Accelerated Blood Clearance of Nanoemulsions Modified with PEG-Cholesterol and PEG-Phospholipid Derivatives in Rats: The Effect of PEG-Lipid Linkages and PEG Molecular Weights.

Abstract

Various types of nanocarriers modified with poly(ethylene glycol) (PEG) exhibit the accelerated blood clearance (ABC) phenomenon, resulting in reduced circulation time and abnormal increase in hepatic and splenic accumulations.

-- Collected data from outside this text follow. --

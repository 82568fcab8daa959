//! Device registry
//!
//! Tracks the keyboards the service reports, keyed by serial, along with the
//! currently selected device. Each serial maps to exactly one [`Device`]
//! handle for the life of the registry; fresh information from the service
//! replaces the handle's contents in place so every clone sees it.
//!
//! Listeners are called after the registry lock is released, so a listener
//! may query the registry or add and remove listeners.

use std::collections::BTreeMap;
use std::fmt;
use std::sync::Arc;
use std::sync::atomic::{AtomicU64, Ordering};

use parking_lot::{Mutex, RwLock};
use tracing::{debug, info};

use crate::error::{IpcError, IpcResult};
use crate::protocol::DeviceInfo;

/// Shared handle to one known keyboard
#[derive(Clone)]
pub struct Device {
    serial: Arc<str>,
    info: Arc<RwLock<DeviceInfo>>,
}

impl Device {
    fn new(info: DeviceInfo) -> Self {
        Self {
            serial: Arc::from(info.serial()),
            info: Arc::new(RwLock::new(info)),
        }
    }

    pub fn serial(&self) -> &str {
        &self.serial
    }

    /// Snapshot of the latest reported information
    pub fn info(&self) -> DeviceInfo {
        self.info.read().clone()
    }

    /// Product name as reported by the device
    pub fn product_name(&self) -> String {
        self.info.read().product.product.clone()
    }

    /// Whether both handles refer to the same registry entry
    pub fn same_handle(&self, other: &Device) -> bool {
        Arc::ptr_eq(&self.info, &other.info)
    }

    fn replace_info(&self, info: DeviceInfo) {
        *self.info.write() = info;
    }
}

impl PartialEq for Device {
    fn eq(&self, other: &Self) -> bool {
        self.serial == other.serial
    }
}

impl Eq for Device {}

impl fmt::Debug for Device {
    fn fmt(&self, f: &mut fmt::Formatter<'_>) -> fmt::Result {
        f.debug_struct("Device")
            .field("serial", &self.serial)
            .field("info", &*self.info.read())
            .finish()
    }
}

/// What changed, as passed to listeners
#[derive(Debug, Clone)]
pub enum DeviceUpdate {
    /// One device connected or was refreshed
    Single(Device),
    /// The full device list after a fetch or a disconnect
    List(Vec<Device>),
}

/// Handle returned by [`DeviceRegistry::add_device_update_listener`]
#[derive(Debug, Clone, Copy, PartialEq, Eq, PartialOrd, Ord, Hash)]
pub struct ListenerId(u64);

type Listener = Arc<dyn Fn(&DeviceUpdate) + Send + Sync>;

#[derive(Default)]
struct RegistryState {
    devices: Vec<Device>,
    selected: Option<Device>,
}

impl RegistryState {
    fn find(&self, serial: &str) -> Option<&Device> {
        self.devices.iter().find(|device| device.serial() == serial)
    }

    /// Find-or-create by serial, replacing the info of an existing entry
    fn upsert(&mut self, info: DeviceInfo) -> Device {
        if let Some(existing) = self.find(info.serial()) {
            let existing = existing.clone();
            existing.replace_info(info);
            return existing;
        }
        let device = Device::new(info);
        self.devices.push(device.clone());
        device
    }
}

/// Known devices, the current selection and update listeners
pub struct DeviceRegistry {
    state: Mutex<RegistryState>,
    listeners: Mutex<BTreeMap<ListenerId, Listener>>,
    next_listener_id: AtomicU64,
}

impl DeviceRegistry {
    pub fn new() -> Self {
        Self {
            state: Mutex::new(RegistryState::default()),
            listeners: Mutex::new(BTreeMap::new()),
            next_listener_id: AtomicU64::new(0),
        }
    }

    /// Merge a device list returned by the service.
    ///
    /// Existing serials keep their handle and position; new serials are
    /// appended in list order. Devices missing from the list are kept. If
    /// nothing is selected the first device becomes selected. Listeners get
    /// the full list.
    pub fn merge_device_list(&self, infos: Vec<DeviceInfo>) -> Vec<Device> {
        let devices = {
            let mut state = self.state.lock();
            for info in infos {
                state.upsert(info);
            }
            if state.selected.is_none() {
                state.selected = state.devices.first().cloned();
            }
            if state.devices.is_empty() {
                state.selected = None;
            }
            state.devices.clone()
        };

        info!(count = devices.len(), "Device list updated");
        self.notify(&DeviceUpdate::List(devices.clone()));
        devices
    }

    /// Handle a device-connected event
    pub fn apply_connected(&self, info: DeviceInfo) -> Device {
        let device = {
            let mut state = self.state.lock();
            let device = state.upsert(info);
            if state.selected.is_none() {
                state.selected = Some(device.clone());
            }
            device
        };

        info!(serial = %device.serial(), "Device connected");
        self.notify(&DeviceUpdate::Single(device.clone()));
        device
    }

    /// Handle a device-disconnected event.
    ///
    /// Unknown serials still notify listeners with the current list.
    pub fn apply_disconnected(&self, serial: &str) -> Vec<Device> {
        let devices = {
            let mut state = self.state.lock();
            let before = state.devices.len();
            state.devices.retain(|device| device.serial() != serial);
            if state.devices.len() == before {
                debug!(serial = %serial, "Disconnect for unknown device");
            }

            let selection_gone = state
                .selected
                .as_ref()
                .is_some_and(|selected| selected.serial() == serial);
            if selection_gone || state.devices.is_empty() {
                state.selected = state.devices.first().cloned();
            }
            state.devices.clone()
        };

        info!(serial = %serial, remaining = devices.len(), "Device disconnected");
        self.notify(&DeviceUpdate::List(devices.clone()));
        devices
    }

    pub fn find_device(&self, serial: &str) -> Option<Device> {
        self.state.lock().find(serial).cloned()
    }

    pub fn devices(&self) -> Vec<Device> {
        self.state.lock().devices.clone()
    }

    pub fn selected_device(&self) -> Option<Device> {
        self.state.lock().selected.clone()
    }

    /// Select the device with `serial`
    pub fn select_device(&self, serial: &str) -> IpcResult<Device> {
        let mut state = self.state.lock();
        let device = state
            .find(serial)
            .cloned()
            .ok_or_else(|| IpcError::device_not_found(serial))?;
        state.selected = Some(device.clone());
        debug!(serial = %serial, "Device selected");
        Ok(device)
    }

    /// Forget every device and the selection; listeners are kept
    pub fn clear(&self) {
        let mut state = self.state.lock();
        state.devices.clear();
        state.selected = None;
    }

    pub fn add_device_update_listener<F>(&self, listener: F) -> ListenerId
    where
        F: Fn(&DeviceUpdate) + Send + Sync + 'static,
    {
        let id = ListenerId(self.next_listener_id.fetch_add(1, Ordering::Relaxed));
        self.listeners.lock().insert(id, Arc::new(listener));
        id
    }

    /// Remove a listener; unknown ids are ignored
    pub fn remove_device_update_listener(&self, id: ListenerId) {
        self.listeners.lock().remove(&id);
    }

    pub fn listener_count(&self) -> usize {
        self.listeners.lock().len()
    }

    fn notify(&self, update: &DeviceUpdate) {
        let listeners: Vec<Listener> = self.listeners.lock().values().cloned().collect();
        for listener in listeners {
            listener(update);
        }
    }
}

impl Default for DeviceRegistry {
    fn default() -> Self {
        Self::new()
    }
}
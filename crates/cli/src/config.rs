//! Persistent boardctl settings
//!
//! Stored as JSON under the user config directory, e.g.
//! `~/.config/boardpilot/boardctl.json` on Linux.

use std::path::{Path, PathBuf};
use std::time::Duration;

use anyhow::{Context, Result};
use boardpilot_ipc::{
    ClientConfig, DEFAULT_API_KEY, DEFAULT_SERVICE_ADDRESS, DEFAULT_SERVICE_PORT, TransportBuilder,
    TransportConfig,
};
use serde::{Deserialize, Serialize};
use tracing::{debug, info};

use crate::error::CliError;

pub const CONFIG_SCHEMA: &str = "boardpilot.config/1";

#[derive(Debug, Clone, PartialEq, Eq, Serialize, Deserialize)]
pub struct AppConfig {
    /// Configuration schema version
    pub schema_version: String,
    #[serde(default)]
    pub service: ServiceSettings,
    /// Serial used when a command names no device
    #[serde(default)]
    pub default_device: Option<String>,
}

/// How to reach the BoardPilot service
#[derive(Debug, Clone, PartialEq, Eq, Serialize, Deserialize)]
#[serde(default)]
pub struct ServiceSettings {
    pub address: String,
    pub port: u16,
    pub api_key: String,
    pub connect_timeout_ms: u64,
    pub request_timeout_ms: u64,
}

impl Default for ServiceSettings {
    fn default() -> Self {
        Self {
            address: DEFAULT_SERVICE_ADDRESS.to_string(),
            port: DEFAULT_SERVICE_PORT,
            api_key: DEFAULT_API_KEY.to_string(),
            connect_timeout_ms: 3000,
            request_timeout_ms: 5000,
        }
    }
}

impl Default for AppConfig {
    fn default() -> Self {
        Self {
            schema_version: CONFIG_SCHEMA.to_string(),
            service: ServiceSettings::default(),
            default_device: None,
        }
    }
}

impl AppConfig {
    /// Load from `path`, or return defaults if the file does not exist
    pub async fn load_from_path<P: AsRef<Path>>(path: P) -> Result<Self> {
        let path = path.as_ref();

        if !tokio::fs::try_exists(path).await.unwrap_or(false) {
            debug!("Config file not found at {:?}, using defaults", path);
            return Ok(Self::default());
        }

        let content = tokio::fs::read_to_string(path)
            .await
            .with_context(|| format!("Failed to read config file: {:?}", path))?;

        let config: AppConfig = serde_json::from_str(&content)
            .map_err(CliError::from)
            .with_context(|| format!("Failed to parse config file: {:?}", path))?;
        config.validate()?;

        debug!("Loaded config from {:?}", path);
        Ok(config)
    }

    pub async fn save_to_path<P: AsRef<Path>>(&self, path: P) -> Result<()> {
        let path = path.as_ref();
        self.validate()?;

        if let Some(parent) = path.parent() {
            tokio::fs::create_dir_all(parent)
                .await
                .context("Failed to create config directory")?;
        }

        let content = serde_json::to_string_pretty(self).context("Failed to serialize config")?;
        tokio::fs::write(path, content)
            .await
            .with_context(|| format!("Failed to write config file: {:?}", path))?;

        info!("Saved config to {:?}", path);
        Ok(())
    }

    pub fn default_config_path() -> Result<PathBuf> {
        let base = dirs::config_dir()
            .ok_or_else(|| CliError::InvalidConfiguration("no user config directory".into()))?;
        Ok(base.join("boardpilot").join("boardctl.json"))
    }

    pub fn validate(&self) -> Result<(), CliError> {
        if self.schema_version != CONFIG_SCHEMA {
            return Err(CliError::InvalidConfiguration(format!(
                "unsupported schema version: {}",
                self.schema_version
            )));
        }
        if self.service.address.trim().is_empty() {
            return Err(CliError::InvalidConfiguration(
                "service address is empty".into(),
            ));
        }
        if self.service.port == 0 {
            return Err(CliError::InvalidConfiguration("service port is 0".into()));
        }
        if self.service.api_key.is_empty() {
            return Err(CliError::InvalidConfiguration("api key is empty".into()));
        }
        if self.service.connect_timeout_ms == 0 || self.service.request_timeout_ms == 0 {
            return Err(CliError::InvalidConfiguration(
                "timeouts must be non-zero".into(),
            ));
        }
        Ok(())
    }

    pub fn transport_config(&self) -> TransportConfig {
        TransportBuilder::new()
            .address(self.service.address.clone())
            .port(self.service.port)
            .connect_timeout(Duration::from_millis(self.service.connect_timeout_ms))
            .build()
    }

    pub fn client_config(&self) -> ClientConfig {
        ClientConfig::default()
            .api_key(self.service.api_key.clone())
            .request_timeout(Duration::from_millis(self.service.request_timeout_ms))
            .auto_fetch_devices(false)
    }
}
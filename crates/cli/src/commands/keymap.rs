//! Keymap rebind commands

use anyhow::Result;
use boardpilot_codec::{DEFAULT_REBIND_CAPACITY, KeyDef};
use tracing::info;

use crate::client::BoardClient;
use crate::commands::{Context, KeymapCommands};
use crate::error::CliError;
use crate::output;

pub async fn execute(cmd: &KeymapCommands, ctx: &Context) -> Result<()> {
    let client = BoardClient::connect(&ctx.config).await?;
    let result = run(&client, cmd, ctx).await;
    client.close();
    result
}

async fn run(client: &BoardClient, cmd: &KeymapCommands, ctx: &Context) -> Result<()> {
    let device = client.resolve_device(ctx.device(), &ctx.config)?;
    let rpc = client.rpc();
    let mut defs = rpc.read_keymap(&device).await.map_err(CliError::from)?;

    match cmd {
        KeymapCommands::Show => {
            output::print_keymap(&defs, ctx.json);
            return Ok(());
        }
        KeymapCommands::Set {
            key,
            layer,
            behavior,
            param1,
            param2,
            no_save,
        } => {
            let def = KeyDef::new(*key, *layer, *behavior, *param1, *param2)
                .map_err(|e| CliError::ValidationError(e.to_string()))?;
            upsert(&mut defs, def)?;
            rpc.write_keymap(&device, &defs, !no_save)
                .await
                .map_err(CliError::from)?;
            info!(key, layer, "Rebind written");
            output::print_success(&format!("Bound key {key} on layer {layer}"), ctx.json);
        }
        KeymapCommands::Clear {
            key,
            layer,
            all,
            no_save,
        } => {
            let removed = if *all {
                let count = defs.len();
                defs.clear();
                count
            } else {
                match (key, layer) {
                    (Some(key), Some(layer)) => remove(&mut defs, *key, *layer),
                    _ => {
                        return Err(CliError::ValidationError(
                            "key and layer are required without --all".into(),
                        )
                        .into());
                    }
                }
            };
            rpc.write_keymap(&device, &defs, !no_save)
                .await
                .map_err(CliError::from)?;
            output::print_success(&format!("Removed {removed} rebind(s)"), ctx.json);
        }
    }
    Ok(())
}

/// Replace the rebind for the same key and layer, or append
fn upsert(defs: &mut Vec<KeyDef>, def: KeyDef) -> Result<(), CliError> {
    if let Some(existing) = defs
        .iter_mut()
        .find(|d| d.key == def.key && d.layer == def.layer)
    {
        *existing = def;
        return Ok(());
    }
    if defs.len() >= DEFAULT_REBIND_CAPACITY {
        return Err(CliError::ValidationError(format!(
            "keymap is full ({DEFAULT_REBIND_CAPACITY} rebinds)"
        )));
    }
    defs.push(def);
    Ok(())
}

fn remove(defs: &mut Vec<KeyDef>, key: u16, layer: u8) -> usize {
    let before = defs.len();
    defs.retain(|d| !(d.key == key && d.layer == layer));
    before - defs.len()
}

Based on the abundance of esterases in the serum of rats, we developed cleavable methoxy PEG-cholesteryl methyl carbonate (mPEG-CHMC) with a carbonate linkage and noncleavable N-(carbonyl-methoxy PEG-n)-1,2-distearoyl-sn-glycero-3-phos-phoethanolamine (mPEG-DSPE) with a carbamate linkage on the surface of the nanoemulsions (CHMCE and PE, respectively). Both PEG derivatives possessed PEG with six different molecular weights (n = 350, 550, 750, 1000, 2000, and 5000). The pharmacokinetic behaviors and biodistributions of single and repeated injection of the two types of PEGylated nanoemulsions were determined to investigate the influence of cleavable linkages and PEG molecular weights on the ABC phenomenon in an attempt to find a potential strategy to eliminate the ABC phenomenon. CHMCEns (n = 1000, 2000, and 5000) exhibited the same pharmacokinetic behaviors as PE550 and PE750 and only alleviated the ABC phenomenon to a certain extent at the expense of shortened cycle time, indicating that the cleavable carbonate linkage was not an ideal strategy to eliminate the ABC phenomenon. As the molecular weights of PEG increased, the ABC phenomenon became more severe. Surprisingly, PE5000 induced a lower anti-PEG IgM level and a weaker ABC phenomenon compared with PE2000 while possessing a similar long circulation time. The results suggested that increasing the molecular weight of PEG in the PEG derivatives could be a potential strategy for eliminating the ABC phenomenon while simultaneously guaranteeing longer circulation time.